* [PROBLEM STATEMENT]: Report every line of the data where the string "move" appears.

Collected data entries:

//! WebSocket handler for real-time event streaming.
//!
//! Clients connect to `/ws` and receive every bus event as
//! `{ "type": ..., "payload": ... }`. Each message a client sends is answered
//! with an `ack` naming the message type. A `server:shutdown` event is
//! forwarded and then the socket is closed.

use axum::{
    extract::{
        ws::{Message, WebSocket, WebSocketUpgrade},
        State,
    },
    response::IntoResponse,
};
use futures::{SinkExt, StreamExt};
use serde::Deserialize;
use serde_json::json;
use tokio::sync::{broadcast, mpsc};

use deckhand_core::event_bus::{BroadcastEvent, SERVER_SHUTDOWN};

use crate::state::SharedState;

/// Inbound client message. Only the type is looked at.
#[derive(Debug, Deserialize)]
struct ClientMessage {
    #[serde(rename = "type")]
    message_type: String,
}

/// Handler for GET /ws
pub async fn ws_handler(ws: WebSocketUpgrade, State(state): State<SharedState>) -> impl IntoResponse {
    ws.on_upgrade(|socket| handle_socket(socket, state))
}

fn ack_for(text: &str) -> Option<BroadcastEvent> {
    match serde_json::from_str::<ClientMessage>(text) {
        Ok(message) => {
            log::debug!("WebSocket message: {}", message.message_type);
            Some(BroadcastEvent::new(
                "ack",
                json!({ "original": message.message_type }),
            ))
        }
        Err(e) => {
            log::warn!("Failed to parse WebSocket message: {}", e);
            None
        }
    }
}

async fn handle_socket(socket: WebSocket, state: SharedState) {
    let _client = state.track_ws_client();
    log::info!("WebSocket client connected ({} total)", state.ws_client_count());

    let (mut sender, mut receiver) = socket.split();
    let mut event_rx = state.event_bus.subscribe();
    let (reply_tx, mut reply_rx) = mpsc::channel::<BroadcastEvent>(16);

    let recv_task = tokio::spawn(async move {
        while let Some(Ok(msg)) = receiver.next().await {
            match msg {
                Message::Text(text) => {
                    if let Some(ack) = ack_for(text.as_str()) {
                        if reply_tx.send(ack).await.is_err() {
                            break;
                        }
                    }
                }
                Message::Close(_) => break,
                _ => {}
            }
        }
    });

    let send_task = tokio::spawn(async move {
        loop {
            let (event, closing) = tokio::select! {
                received = event_rx.recv() => match received {
                    Ok(event) => {
                        let closing = event.event_type == SERVER_SHUTDOWN;
                        (event, closing)
                    }
                    Err(broadcast::error::RecvError::Lagged(count)) => {
                        log::warn!("WebSocket client lagged by {} events", count);
                        continue;
                    }
                    Err(broadcast::error::RecvError::Closed) => break,
                },
                Some(reply) = reply_rx.recv() => (reply, false),
            };

            let Ok(json) = serde_json::to_string(&event) else {
                continue;
            };
            if sender.send(Message::Text(json.into())).await.is_err() {
                break;
            }
            if closing {
                let _ = sender.send(Message::Close(None)).await;
                break;
            }
        }
    });

    tokio::select! {
        _ = recv_task => {},
        _ = send_task => {},
    }

    log::info!("WebSocket client disconnected");
}

#[cfg(test)]
mod tests {
    use super::*;

    #[test]
    fn ack_names_the_original_type() {
        let ack = ack_for(r#"{"type":"ping","payload":{}}"#).unwrap();
        assert_eq!(ack.event_type, "ack");
        assert_eq!(ack.payload, json!({ "original": "ping" }));
    }

    #[test]
    fn ack_serializes_like_every_other_frame() {
        let ack = ack_for(r#"{"type":"hello"}"#).unwrap();
        let frame: serde_json::Value = serde_json::to_value(&ack).unwrap();
        assert_eq!(frame, json!({ "type": "ack", "payload": { "original": "hello" } }));
    }

    #[test]
    fn garbage_gets_no_ack() {
        assert!(ack_for("not json").is_none());
        assert!(ack_for(r#"{"payload":1}"#).is_none());
    }
}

* [WRITTEN RESPONSE]:
    let recv_task = tokio::spawn(async move {
    let send_task = tokio::spawn(async move {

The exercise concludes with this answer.